Over the past six years, the Beijing-based startup has risen to become the go-to website and app for knowledge sharing and searching. According to research firm iResearch (in Chinese), 80.1% of Zhihu users have a bachelor degree or above (in Chinese), and 76% of the users are in the middle- and upper-income tiers. In September the platform reached 100 million registered users (in Chinese) who spend an average of one hour per day, the company said.
Despite Zhihu’s steady growth and positive reputation among Chinese elites, industry observers have been questioning its money-making capacity. So far the company hasn’t revealed much about its financials but this week’s pop-up shop sheds some light on its commercial possibilities.

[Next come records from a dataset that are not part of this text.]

use std::fmt;
use std::sync::Arc;

use anyhow::Result;
use dialoguer::theme::ColorfulTheme;
use dialoguer::{Input, Password, Select};
use errors::{GateError, NoteError};
use identity::{CredentialGate, GateMode};
use jt_core::{Principal, SessionProvider, SessionState};
use notes::{ListView, NoteCollection};
use tracing::debug;

use crate::app::App;
use crate::dialog::{TerminalDialog, interact};
use crate::output;
use crate::ux_error;

#[derive(Debug, Clone, Copy, PartialEq, Eq)]
enum Step {
    Continue,
    Quit,
}

/// Gate while signed out, notes while signed in, until the user quits.
pub async fn run(app: &App) -> Result<()> {
    let mut states = app.provider.subscribe();
    loop {
        let state = states.borrow_and_update().clone();
        let step = match state {
            SessionState::SignedIn(principal) => notes_screen(app, &principal).await?,
            SessionState::SignedOut | SessionState::Unknown => gate_screen(app).await?,
        };
        if step == Step::Quit {
            return Ok(());
        }
    }
}

#[derive(Debug, Clone, Copy)]
enum GateAction {
    Submit(GateMode),
    Toggle(GateMode),
    Federated,
    Quit,
}

impl fmt::Display for GateAction {
    fn fmt(&self, f: &mut fmt::Formatter<'_>) -> fmt::Result {
        match self {
            Self::Submit(mode) => f.write_str(mode.label()),
            Self::Toggle(GateMode::SignIn) => f.write_str("Need an account? Sign up"),
            Self::Toggle(GateMode::SignUp) => f.write_str("Have an account? Sign in"),
            Self::Federated => f.write_str("Sign in with Google"),
            Self::Quit => f.write_str("Quit"),
        }
    }
}

async fn gate_screen(app: &App) -> Result<Step> {
    let gate = app.gate()?;
    loop {
        let mode = gate.mode();
        println!();
        output::header(&format!("Jotter - {}", mode.label()));
        if let Some(err) = gate.error() {
            output::error(&err);
        }

        let actions = [
            GateAction::Submit(mode),
            GateAction::Toggle(mode),
            GateAction::Federated,
            GateAction::Quit,
        ];
        let action = choose("Choose an action", &actions).await?;

        let result = match action {
            GateAction::Submit(_) => submit(&gate).await?,
            GateAction::Federated => gate.federated_sign_in().await,
            GateAction::Toggle(_) => {
                gate.toggle_mode();
                continue;
            }
            GateAction::Quit => return Ok(Step::Quit),
        };

        if let Ok(principal) = result {
            output::success(&format!("Welcome, {}", principal.greeting_name()));
            return Ok(Step::Continue);
        }
    }
}

async fn submit(gate: &CredentialGate) -> Result<Result<Principal, GateError>> {
    let email = interact(|| {
        Input::<String>::with_theme(&ColorfulTheme::default())
            .with_prompt("Email")
            .allow_empty(true)
            .interact_text()
    })
    .await?;
    let password = interact(|| {
        Password::with_theme(&ColorfulTheme::default())
            .with_prompt("Password")
            .allow_empty_password(true)
            .interact()
    })
    .await?;
    Ok(gate.submit(&email, &password).await)
}

#[derive(Debug, Clone, Copy)]
enum NoteAction {
    Open,
    New,
    EditTitle,
    EditContent,
    ToggleFavorite,
    Save,
    Delete,
    Email,
    ToggleView(bool),
    Search,
    ClearSearch,
    Reload,
    SignOut,
    Quit,
}

impl fmt::Display for NoteAction {
    fn fmt(&self, f: &mut fmt::Formatter<'_>) -> fmt::Result {
        let label = match self {
            Self::Open => "Open a note",
            Self::New => "New note",
            Self::EditTitle => "Edit title",
            Self::EditContent => "Edit content",
            Self::ToggleFavorite => "Toggle favorite",
            Self::Save => "Save",
            Self::Delete => "Delete",
            Self::Email => "Email",
            Self::ToggleView(true) => "Show all notes",
            Self::ToggleView(false) => "Show favorites",
            Self::Search => "Search",
            Self::ClearSearch => "Clear search",
            Self::Reload => "Reload",
            Self::SignOut => "Sign out",
            Self::Quit => "Quit",
        };
        f.write_str(label)
    }
}

fn note_actions(collection: &NoteCollection) -> Vec<NoteAction> {
    let view = collection.view();
    let mut actions = Vec::new();
    if !collection.notes().is_empty() {
        actions.push(NoteAction::Open);
    }
    actions.extend([
        NoteAction::New,
        NoteAction::EditTitle,
        NoteAction::EditContent,
        NoteAction::ToggleFavorite,
        NoteAction::Save,
    ]);
    if !collection.is_draft() {
        actions.extend([NoteAction::Delete, NoteAction::Email]);
    }
    actions.push(NoteAction::ToggleView(view == ListView::Favorites));
    actions.push(NoteAction::Search);
    if matches!(view, ListView::Search(_)) {
        actions.push(NoteAction::ClearSearch);
    }
    actions.extend([NoteAction::Reload, NoteAction::SignOut, NoteAction::Quit]);
    actions
}

async fn notes_screen(app: &App, principal: &Principal) -> Result<Step> {
    let collection = app.collection(Arc::new(TerminalDialog));
    report(collection.load().await);

    loop {
        if app.principal().is_none() {
            ux_error::session_expired().display();
            return Ok(Step::Continue);
        }

        render(&collection, principal);

        let actions = note_actions(&collection);
        let action = choose("What next?", &actions).await?;
        match action {
            NoteAction::Open => open(&collection).await?,
            NoteAction::New => collection.new_note(),
            NoteAction::EditTitle => {
                let current = collection.editor().title;
                let title = edit_text("Title", current).await?;
                collection.set_title(title);
            }
            NoteAction::EditContent => {
                let current = collection.editor().content;
                let content = edit_text("Content", current).await?;
                collection.set_content(content);
            }
            NoteAction::ToggleFavorite => {
                let favorite = collection.editor().is_favorite;
                collection.set_favorite(!favorite);
            }
            NoteAction::Save => report(collection.save().await.map(|_| ())),
            NoteAction::Delete => report(collection.delete().await.map(|_| ())),
            NoteAction::Email => report(collection.email().await.map(|_| ())),
            NoteAction::ToggleView(_) => report(collection.toggle_favorites_view().await),
            NoteAction::Search => {
                let keyword = edit_text("Search for", String::new()).await?;
                report(collection.search(&keyword).await);
            }
            NoteAction::ClearSearch => report(collection.clear_search().await),
            NoteAction::Reload => report(collection.load().await),
            NoteAction::SignOut => {
                if collection.sign_out().await.is_ok() {
                    output::success("Signed out");
                    return Ok(Step::Continue);
                }
            }
            NoteAction::Quit => return Ok(Step::Quit),
        }
    }
}

fn render(collection: &NoteCollection, principal: &Principal) {
    let selected = collection.selected();
    let editor = collection.editor();

    println!();
    output::header(&format!("Welcome, {}", principal.greeting_name()));
    output::subheader(&collection.view().title());
    output::note_list(&collection.notes(), selected.as_ref());

    println!();
    match &selected {
        Some(note) => output::subheader(&format!("Editing note {}", note.id)),
        None => output::subheader("New note"),
    }
    let star = if editor.is_favorite { " ★" } else { "" };
    println!("  title:   {}{}", editor.title, star);
    println!("  content: {}", editor.content.replace('\n', " "));

    if let Some(err) = collection.error() {
        output::error(&err);
    }
    if let Some(notice) = collection.notice() {
        output::success(&notice);
    }
}

async fn open(collection: &NoteCollection) -> Result<()> {
    let notes = collection.notes();
    let titles: Vec<String> = notes.iter().map(|n| n.title.clone()).collect();
    let index = interact(move || {
        Select::with_theme(&ColorfulTheme::default())
            .with_prompt("Open which note?")
            .items(&titles)
            .default(0)
            .interact_opt()
    })
    .await?;
    if let Some(note) = index.and_then(|i| notes.get(i)) {
        collection.select(&note.id);
    }
    Ok(())
}

async fn edit_text(prompt: &'static str, initial: String) -> Result<String> {
    interact(move || {
        Input::<String>::with_theme(&ColorfulTheme::default())
            .with_prompt(prompt)
            .with_initial_text(initial)
            .allow_empty(true)
            .interact_text()
    })
    .await
}

async fn choose<T>(prompt: &'static str, items: &[T]) -> Result<T>
where
    T: fmt::Display + Copy + Send + 'static,
{
    let labels: Vec<String> = items.iter().map(ToString::to_string).collect();
    let index = interact(move || {
        Select::with_theme(&ColorfulTheme::default())
            .with_prompt(prompt)
            .items(&labels)
            .default(0)
            .interact()
    })
    .await?;
    Ok(items[index])
}

/// The controller already holds the message; only log here.
fn report(result: Result<(), NoteError>) {
    if let Err(e) = result {
        debug!(error = %e, "Shell action failed");
    }
}

#[cfg(test)]
mod tests {
    use super::*;
    use jt_core::SessionHandle;
    use testing::{RecordingNotesApi, ScriptedDialog, note};

    fn collection(api: RecordingNotesApi) -> NoteCollection {
        NoteCollection::new(
            Arc::new(api),
            Arc::new(ScriptedDialog::new()),
            SessionHandle::anonymous(),
        )
    }

    #[test]
    fn test_draft_menu_hides_delete_and_email() {
        let actions = note_actions(&collection(RecordingNotesApi::new()));
        let labels: Vec<String> = actions.iter().map(ToString::to_string).collect();
        assert!(!labels.contains(&"Open a note".to_string()));
        assert!(!labels.contains(&"Delete".to_string()));
        assert!(labels.contains(&"Show favorites".to_string()));
        assert_eq!(labels.last().map(String::as_str), Some("Quit"));
    }

    #[tokio::test]
    async fn test_edit_menu_offers_delete_and_email() {
        let notes = collection(RecordingNotesApi::with_notes(vec![note("1", "Groceries")]));
        notes.load().await.unwrap();
        assert!(notes.select(&jt_core::NoteId::new("1")));

        let labels: Vec<String> = note_actions(&notes).iter().map(ToString::to_string).collect();
        assert!(labels.contains(&"Open a note".to_string()));
        assert!(labels.contains(&"Delete".to_string()));
        assert!(labels.contains(&"Email".to_string()));
    }

    #[tokio::test]
    async fn test_search_menu_offers_clear() {
        let notes = collection(RecordingNotesApi::new());
        notes.search("milk").await.unwrap();
        let labels: Vec<String> = note_actions(&notes).iter().map(ToString::to_string).collect();
        assert!(labels.contains(&"Clear search".to_string()));
    }

    #[test]
    fn test_gate_labels_follow_mode() {
        assert_eq!(GateAction::Submit(GateMode::SignUp).to_string(), "Sign Up");
        assert_eq!(
            GateAction::Toggle(GateMode::SignIn).to_string(),
            "Need an account? Sign up"
        );
    }
}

Divided into “surgery”, “dental”, “psychology”, “ENT” (eyes, nose, throat), “radiology”, and “internal medicine”, the offline store partnered with brands and key opinion leaders who acted as answer contributors. For the question “What are some of classic sneakers?” for example, Nike placed its line of signature shoes in rows of glass display boxes. The question “What perfume smells like mist in a forest?” hosted perfume brand Aro Mag’s “Reading Lab” that let attendees test shelves of scents.
Like Weibo and WeChat, Zhihu allows organizations and companies to set up their own official, verified accounts to connect with customers. As of September, the knowledge platform has attracted over 3,000 enterprises, media, government organs, research institutes (in Chinese), NGOs and the likes, the company says. Some of Zhihu’s current revenue streams are organic advertising, online live Q&A events, and e-publishing. It also recently became a darling to Chinese recruiters. The company achieved unicorn status in January as it completed a $100 million Series D round.